Il y a trois cas possibles quand un écrivain fait un livre basé sur un être réel qui se raconte. Celui-ci peut décider de signer le texte et de remercier son nègre en petits caractères dans une formule sibylline. Le nom des deux peut apparaître sur la couverture. Ici, on n'a que celui d'Abimi, bien que, très vite, le lecteur comprend que toute la matière vient des souvenirs du Baron.
Cela signifie que l'auteur assume complètement la forme du texte. D'où une question intéressante: quel est l'état premier des confidences du Baron, et qu'est-ce qui en a été fait littérairement?

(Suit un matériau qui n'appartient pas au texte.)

//! The Graphite codec: decode and encode behind one configured handle.
//!
//! # Example
//!
//! ```rust
//! use graphite_codec::{CodecConfig, Event, GraphiteCodec};
//!
//! # fn main() -> Result<(), Box<dyn std::error::Error>> {
//! let config = CodecConfig::default().with_metric("%{host}/uptime", "%{uptime_1m}");
//! let codec = GraphiteCodec::new(config)?;
//!
//! let event = Event::at_epoch(1000)
//!     .unwrap()
//!     .with_field("host", "web1")
//!     .with_field("uptime_1m", "42.5");
//!
//! let mut wire = Vec::new();
//! codec.encode_to(&event, &mut wire)?;
//! assert_eq!(wire, b"web1/uptime 42.5 1000\n");
//!
//! let decoded = codec.decode_line("web1/uptime 42.5 1000")?;
//! assert_eq!(decoded.epoch_seconds(), 1000);
//! # Ok(())
//! # }
//! ```

use std::io;

use tracing::trace;

use crate::config::CodecConfig;
use crate::decode::Decoder;
use crate::encode::{Batch, Encoder};
use crate::error::Result;
use crate::event::Event;
use crate::framing::LineSplitter;

/// Destination for encoded batches.
///
/// [`GraphiteCodec::encode_to`] calls [`BatchSink::send`] exactly once per
/// non-empty batch and never for an empty one. Every [`io::Write`] is a sink
/// that writes the payload verbatim.
pub trait BatchSink {
    /// Accepts the wire payload encoded from `event`.
    ///
    /// # Errors
    ///
    /// Returns an error if the payload could not be delivered.
    fn send(&mut self, event: &Event, payload: &str) -> io::Result<()>;
}

impl<W: io::Write> BatchSink for W {
    fn send(&mut self, _event: &Event, payload: &str) -> io::Result<()> {
        self.write_all(payload.as_bytes())
    }
}

/// A configured Graphite codec.
///
/// Construction validates the configuration and compiles every pattern;
/// afterwards the codec is immutable and can be shared across threads.
#[derive(Debug, Clone)]
pub struct GraphiteCodec {
    config: CodecConfig,
    decoder: Decoder,
    encoder: Encoder,
}

impl GraphiteCodec {
    /// Builds a codec from `config`.
    ///
    /// # Errors
    ///
    /// Returns [`crate::ConfigError::InvalidPattern`] if any configured
    /// pattern fails to compile.
    pub fn new(config: CodecConfig) -> Result<Self> {
        let encoder = Encoder::new(&config)?;
        Ok(Self {
            config,
            decoder: Decoder::new(),
            encoder,
        })
    }

    /// The configuration this codec was built from.
    pub fn config(&self) -> &CodecConfig {
        &self.config
    }

    /// Decodes one Graphite line into an event.
    ///
    /// # Errors
    ///
    /// Returns [`crate::DecodeError`] if the line is malformed.
    pub fn decode_line(&self, line: &str) -> Result<Event> {
        Ok(self.decoder.decode(line)?)
    }

    /// Feeds raw bytes through `splitter` and decodes every completed line.
    ///
    /// Blank lines are skipped. Each other line yields one result, so a
    /// malformed line does not affect its neighbours.
    pub fn decode_stream(&self, splitter: &mut LineSplitter, data: &[u8]) -> Vec<Result<Event>> {
        splitter
            .push(data)
            .iter()
            .filter_map(|line| self.decode_nonblank(line))
            .collect()
    }

    /// Decodes whatever unterminated line `splitter` still holds.
    ///
    /// Call once at end of stream, after the last [`decode_stream`](Self::decode_stream).
    pub fn finish_stream(&self, splitter: &mut LineSplitter) -> Option<Result<Event>> {
        let line = splitter.flush()?;
        self.decode_nonblank(&line)
    }

    /// Encodes an event into a batch of metric lines.
    ///
    /// # Errors
    ///
    /// Returns [`crate::EncodeError`] if a selected field's shape does not
    /// match `values_are_hash`.
    pub fn encode(&self, event: &Event) -> Result<Batch> {
        Ok(self.encoder.encode(event)?)
    }

    /// Encodes an event and hands the payload to `sink`.
    ///
    /// Returns `true` if a batch was sent, `false` if there was nothing to
    /// emit; in the latter case `sink` is not called.
    ///
    /// # Errors
    ///
    /// Returns [`crate::EncodeError`] if encoding fails, or
    /// [`crate::CodecError::Sink`] if the sink rejects the payload.
    pub fn encode_to<S: BatchSink + ?Sized>(&self, event: &Event, sink: &mut S) -> Result<bool> {
        let Some(payload) = self.encode(event)?.into_payload() else {
            return Ok(false);
        };
        sink.send(event, &payload)?;
        Ok(true)
    }

    fn decode_nonblank(&self, line: &str) -> Option<Result<Event>> {
        if line.trim().is_empty() {
            trace!("skipping blank line");
            return None;
        }
        Some(self.decode_line(line))
    }
}
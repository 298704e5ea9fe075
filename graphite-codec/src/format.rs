//! Metric-name formatting (`metrics_format`).

/// Token in the format template that stands for the metric's own name.
pub const METRIC_PLACEHOLDER: &str = "*";

/// Format template applied when none is configured.
pub const DEFAULT_METRICS_FORMAT: &str = METRIC_PLACEHOLDER;

/// Renders a metric's final wire name from a format template.
///
/// Every `*` in the template is replaced by the metric name. A template
/// without `*` yields the same name for every metric. An empty template
/// leaves names unchanged.
///
/// # Examples
///
/// ```rust
/// use graphite_codec::MetricNameFormatter;
///
/// let formatter = MetricNameFormatter::new("prod.*.sum");
/// assert_eq!(formatter.format("cpu"), "prod.cpu.sum");
/// ```
#[derive(Debug, Clone, PartialEq, Eq)]
pub struct MetricNameFormatter {
    template: String,
}

impl MetricNameFormatter {
    /// Creates a formatter for `template`.
    pub fn new(template: impl Into<String>) -> Self {
        Self {
            template: template.into(),
        }
    }

    /// Returns the wire name for `metric_name`.
    pub fn format(&self, metric_name: &str) -> String {
        if self.template.is_empty() {
            return metric_name.to_string();
        }
        self.template.replace(METRIC_PLACEHOLDER, metric_name)
    }

    /// The configured template.
    pub fn template(&self) -> &str {
        &self.template
    }
}

impl Default for MetricNameFormatter {
    fn default() -> Self {
        Self::new(DEFAULT_METRICS_FORMAT)
    }
}

#[cfg(test)]
mod tests {
    use super::*;

    #[test]
    fn test_default_is_identity() {
        assert_eq!(MetricNameFormatter::default().format("cpu.load"), "cpu.load");
    }

    #[test]
    fn test_empty_is_identity() {
        assert_eq!(MetricNameFormatter::new("").format("cpu.load"), "cpu.load");
    }

    #[test]
    fn test_every_placeholder_replaced() {
        let formatter = MetricNameFormatter::new("*.by_host.*");
        assert_eq!(formatter.format("cpu"), "cpu.by_host.cpu");
    }

    #[test]
    fn test_constant_template() {
        let formatter = MetricNameFormatter::new("totals");
        assert_eq!(formatter.format("cpu"), "totals");
        assert_eq!(formatter.format("mem"), "totals");
    }
}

On ne peut s'empêcher de s'interroger sur le va-et-vient entre les deux acteurs du récit en lisant ces anecdotes qui évoquent Céline, San-Antonio, Rabelais. Des anecdotes passionnantes pour une vie hors norme.
Le Baron, fils de villageois, se crée un personnage et une légende pour reprendre en 1976 une boîte de nuit à Lausanne, Le Johnnie's. «La canne, le monocle, le nœud, tout en noir. Je m'étais même inventé un arbre généalogique de sang bleu, le titre qui va avec et un château quelque part en France.»
Ce sont les années bénies, entre la libération sexuelle des années 60 et le sida des années 80. Il y a une explosion de folie, de liberté, dont le Baron profite, qu'il accompagne, dans la boîte de qui se croisent des hétéros, des homos, des mignons, des travestis, des tapineuses, où se mêlent toutes les classes sociales.
Le Baron, règne sur tout ça, picaresque, attirant, bisexuel : il a commencé tout jeune sa carrière amoureuse en se faisant dépuceler par sa cheffe de buffet, puis en couchant avec la mère, la fille, et le beau fils. Et comme dans toutes les bonnes histoires, il y a un meurtre, la chute d'un homme mythique, qui se relève, etc.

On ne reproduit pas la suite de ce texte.